The brakes were the workhorse, but the powertrain was the star. Again, the engine revs quick, and to seeming infinity. Down the front straight it screams until your ears are bloody, and then goes 1,000 rpms higher. That front straight with the scary kink/hump, and then climbing the hill before the ‘Screw, were the only times we shifted near redline consistently. At 8,000 it sounds like a jet plane taking off. Your left foot wants to push the clutch at 6,000, but you have to stop it. Don’t lift, don’t shift. Getting back on the power after an apex was a cinch, and the super-sticky tires never gave up. The traction control light only came on once, though track mode is set up to allow a little slip. There was zero understeer, and only a touch of oversteer when we really tried to induce it.
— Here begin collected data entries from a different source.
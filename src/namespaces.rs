/*!
# Namespace resolver

A stack of prefix→namespace frames, one per open element, with
copy-on-write sharing: an element that declares no `xmlns`/`xmlns:*`
attributes pushes a clone of the `Rc` on top rather than a fresh map.
Also resolves qualified names against the current frame and splits a
tag's raw attributes into the plain/external maps.
*/
use std::collections::{HashMap, HashSet};
use std::rc::Rc;

use crate::error::ParseErrorKind::*;
use crate::error::{LineError, LineResult};
use crate::selectors;
use crate::tag::RawAttribute;

pub const XML_NAMESPACE: &str = "http://www.w3.org/XML/1998/namespace";
pub const XMLNS_NAMESPACE: &str = "http://www.w3.org/2000/xmlns/";

pub type AttrMap = HashMap<String, String>;
pub type ExternalAttrMap = HashMap<String, AttrMap>;

/// An immutable, reference-counted prefix→namespace map.
#[derive(Debug, Clone)]
pub struct Frame(Rc<HashMap<String, String>>);

impl Frame {
	fn root() -> Frame {
		let mut map = HashMap::new();
		map.insert("xml".to_string(), XML_NAMESPACE.to_string());
		map.insert("xmlns".to_string(), XMLNS_NAMESPACE.to_string());
		Frame(Rc::new(map))
	}

	pub fn lookup(&self, prefix: &str) -> Option<&str> {
		self.0.get(prefix).map(|s| s.as_str())
	}
}

pub struct NamespaceStack {
	frames: Vec<Frame>,
}

impl NamespaceStack {
	pub fn new() -> NamespaceStack {
		NamespaceStack { frames: vec![Frame::root()] }
	}

	pub fn top(&self) -> &Frame {
		self.frames.last().expect("namespace stack is never empty")
	}

	pub fn pop(&mut self) {
		self.frames.pop();
		debug_assert!(!self.frames.is_empty(), "root frame must never be popped");
	}

	/// Validate and apply the `xmlns`/`xmlns:*` declarations found among
	/// `attrs`, pushing a new frame (shared with the current top when there
	/// are no declarations).
	pub fn push_for_element(&mut self, attrs: &[RawAttribute]) -> LineResult<()> {
		let mut decls = Vec::new();
		for a in attrs {
			if a.name == "xmlns" {
				decls.push((String::new(), a.value.clone(), a.name_line));
			} else if let Some(prefix) = a.name.strip_prefix("xmlns:") {
				decls.push((prefix.to_string(), a.value.clone(), a.name_line));
			}
		}

		if decls.is_empty() {
			let top = self.top().clone();
			self.frames.push(top);
			return Ok(());
		}

		let mut seen = HashSet::new();
		let mut new_map = (*self.top().0).clone();
		for (prefix, value, line) in decls {
			if !seen.insert(prefix.clone()) {
				return Err(LineError::new(line, RedefinitionOfPrefixOnElement));
			}
			if value.is_empty() {
				return Err(LineError::new(line, CannotMapNamespaceToEmpty));
			}
			if prefix == "xmlns" {
				return Err(LineError::new(line, CannotMapXmlnsPrefix));
			}
			if value == XMLNS_NAMESPACE {
				return Err(LineError::new(line, CannotMapToReservedValue));
			}
			if prefix == "xml" {
				if value != XML_NAMESPACE {
					return Err(LineError::new(line, CannotMapToReservedValue));
				}
			} else if value == XML_NAMESPACE {
				return Err(LineError::new(line, CannotMapToReservedValue));
			}
			new_map.insert(prefix, value);
		}
		self.frames.push(Frame(Rc::new(new_map)));
		Ok(())
	}
}

/// Split `name` into `(prefix, local)` iff it has exactly one colon and
/// both sides are valid names; otherwise `name` is used as a bare name.
pub fn split_qualified(name: &str) -> Option<(&str, &str)> {
	let mut parts = name.splitn(2, ':');
	let prefix = parts.next()?;
	let rest = parts.next()?;
	if rest.contains(':') {
		return None;
	}
	if selectors::valid_name(prefix) && selectors::valid_name(rest) {
		Some((prefix, rest))
	} else {
		None
	}
}

/// The portion of a qualified name after the colon, or the whole name if
/// it has none (or isn't validly qualified).
pub fn local_name(name: &str) -> &str {
	match split_qualified(name) {
		Some((_, local)) => local,
		None => name,
	}
}

/// Resolve an element's namespace: the prefix's mapping if qualified, the
/// default namespace (if any) otherwise.
pub fn resolve_element_namespace(frame: &Frame, name: &str, name_line: u64) -> LineResult<Option<String>> {
	match split_qualified(name) {
		Some((prefix, _local)) => {
			let ns = frame
				.lookup(prefix)
				.ok_or_else(|| LineError::new(name_line, UnmappedNamespacePrefix(prefix.to_string())))?;
			Ok(Some(ns.to_string()))
		}
		None => Ok(frame.lookup("").map(|s| s.to_string())),
	}
}

#[derive(Debug, Default)]
pub struct ResolvedAttrs {
	pub plain: AttrMap,
	pub external: ExternalAttrMap,
}

/// Split a tag's raw (unresolved) attribute list into plain attributes
/// (no prefix, not bare `xmlns`) and external attributes (prefixed,
/// prefix not `xmlns`), resolving each prefixed name's namespace.
pub fn resolve_attributes(frame: &Frame, attrs: &[RawAttribute]) -> LineResult<ResolvedAttrs> {
	let mut plain = AttrMap::new();
	let mut external = ExternalAttrMap::new();
	let mut seen_pairs: HashMap<(String, String), String> = HashMap::new();

	for a in attrs {
		if a.name == "xmlns" || a.name.starts_with("xmlns:") {
			continue;
		}
		match split_qualified(&a.name) {
			Some((prefix, local)) => {
				let ns = frame
					.lookup(prefix)
					.ok_or_else(|| LineError::new(a.name_line, UnmappedNamespacePrefix(prefix.to_string())))?
					.to_string();
				let key = (ns.clone(), local.to_string());
				if let Some(prev_prefix) = seen_pairs.get(&key) {
					if prev_prefix != prefix {
						return Err(LineError::new(a.name_line, AliasedExternalAttribute));
					}
				}
				seen_pairs.insert(key, prefix.to_string());
				external.entry(ns).or_insert_with(AttrMap::new).insert(local.to_string(), a.value.clone());
			}
			None => {
				plain.insert(a.name.clone(), a.value.clone());
			}
		}
	}
	Ok(ResolvedAttrs { plain, external })
}

#[cfg(test)]
mod tests {
	use super::*;

	fn attr(name: &str, value: &str) -> RawAttribute {
		RawAttribute { name: name.to_string(), name_line: 1, value: value.to_string(), value_line: 1 }
	}

	#[test]
	fn root_frame_maps_xml_and_xmlns() {
		let stack = NamespaceStack::new();
		assert_eq!(stack.top().lookup("xml"), Some(XML_NAMESPACE));
		assert_eq!(stack.top().lookup("xmlns"), Some(XMLNS_NAMESPACE));
	}

	#[test]
	fn declares_default_namespace() {
		let mut stack = NamespaceStack::new();
		stack.push_for_element(&[attr("xmlns", "http://ex.com/")]).unwrap();
		assert_eq!(stack.top().lookup(""), Some("http://ex.com/"));
	}

	#[test]
	fn declares_prefixed_namespace() {
		let mut stack = NamespaceStack::new();
		stack.push_for_element(&[attr("xmlns:p", "http://ex.com/")]).unwrap();
		assert_eq!(stack.top().lookup("p"), Some("http://ex.com/"));
	}

	#[test]
	fn no_declarations_shares_the_parent_frame() {
		let mut stack = NamespaceStack::new();
		stack.push_for_element(&[attr("x", "1")]).unwrap();
		assert_eq!(stack.top().lookup("xml"), Some(XML_NAMESPACE));
	}

	#[test]
	fn rejects_empty_namespace_value() {
		let mut stack = NamespaceStack::new();
		let err = stack.push_for_element(&[attr("xmlns", "")]).unwrap_err();
		assert_eq!(err.kind, CannotMapNamespaceToEmpty);
	}

	#[test]
	fn rejects_mapping_xmlns_prefix() {
		let mut stack = NamespaceStack::new();
		let err = stack.push_for_element(&[attr("xmlns:xmlns", "http://ex.com/")]).unwrap_err();
		assert_eq!(err.kind, CannotMapXmlnsPrefix);
	}

	#[test]
	fn rejects_remapping_xml_prefix_to_other_value() {
		let mut stack = NamespaceStack::new();
		let err = stack.push_for_element(&[attr("xmlns:xml", "http://other")]).unwrap_err();
		assert_eq!(err.kind, CannotMapToReservedValue);
	}

	#[test]
	fn rejects_reusing_xml_reserved_value_for_other_prefix() {
		let mut stack = NamespaceStack::new();
		let err = stack.push_for_element(&[attr("xmlns:p", XML_NAMESPACE)]).unwrap_err();
		assert_eq!(err.kind, CannotMapToReservedValue);
	}

	#[test]
	fn split_qualified_accepts_single_colon_with_valid_sides() {
		assert_eq!(split_qualified("p:x"), Some(("p", "x")));
	}

	#[test]
	fn split_qualified_falls_back_to_bare_on_multiple_colons() {
		assert_eq!(split_qualified("p:x:y"), None);
		assert_eq!(local_name("p:x:y"), "p:x:y");
	}

	#[test]
	fn resolves_external_attribute_namespace() {
		let mut stack = NamespaceStack::new();
		stack.push_for_element(&[attr("xmlns:p", "U")]).unwrap();
		let resolved = resolve_attributes(stack.top(), &[attr("p:x", "1")]).unwrap();
		assert_eq!(resolved.external.get("U").and_then(|m| m.get("x")), Some(&"1".to_string()));
		assert!(resolved.plain.is_empty());
	}

	#[test]
	fn rejects_aliased_external_attribute() {
		let mut stack = NamespaceStack::new();
		stack.push_for_element(&[attr("xmlns:p", "U"), attr("xmlns:q", "U")]).unwrap();
		let err = resolve_attributes(stack.top(), &[attr("p:x", "1"), attr("q:x", "2")]).unwrap_err();
		assert_eq!(err.kind, AliasedExternalAttribute);
	}

	#[test]
	fn rejects_unmapped_attribute_prefix() {
		let stack = NamespaceStack::new();
		let err = resolve_attributes(stack.top(), &[attr("p:x", "1")]).unwrap_err();
		assert!(matches!(err.kind, UnmappedNamespacePrefix(ref p) if p == "p"));
	}
}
All of the above means that this Shelby GT350 Mustang drives 500 pounds lighter than it is. Touchy but easy-to-modulate brakes, light, quick steering and a jack rabbit 5.2 will do that to a …pony car? Scratch that, a race horse.
Do I want it?
Let’s just say that if you paid $ 44,000 for 2015 Mustang GT Premium, you might be a little angry. A bare-bones GT350 will cost $ 48,695 including destination. However, you will want the MagneRide dampers, which only come with the Track Pack option at $ 6,500. The GT350R, which comes with the adjustable dampers and those sweet carbon fiber wheels, starts at $ 62,195.
Gas mileage is low at 14 city, 21 highway. Visibility, as with almost all Mustangs, isn’t great — even less so in the R with the big wing, which blocks most of the horizon. The effort on the twin-disc clutch is a little light and it took some getting used to. It’s also brash, loud and comes in a lot of look-at-me colors and stripes. If you want to blend in, this is not your car.
It does have air conditioning, though, and you can specify the Tech Pack that comes with the latest Sync system. The cupholders are offset from the stickshift, so unlike some track-focused cars it could potentially be taken on a road trip. It makes the old GT500 feel like rhinoceros. The non-R model even has back seats.
Whatever you do, at least on the track, keep that mantra in your mind. Don’t lift, and for chrissakes, don’t shift.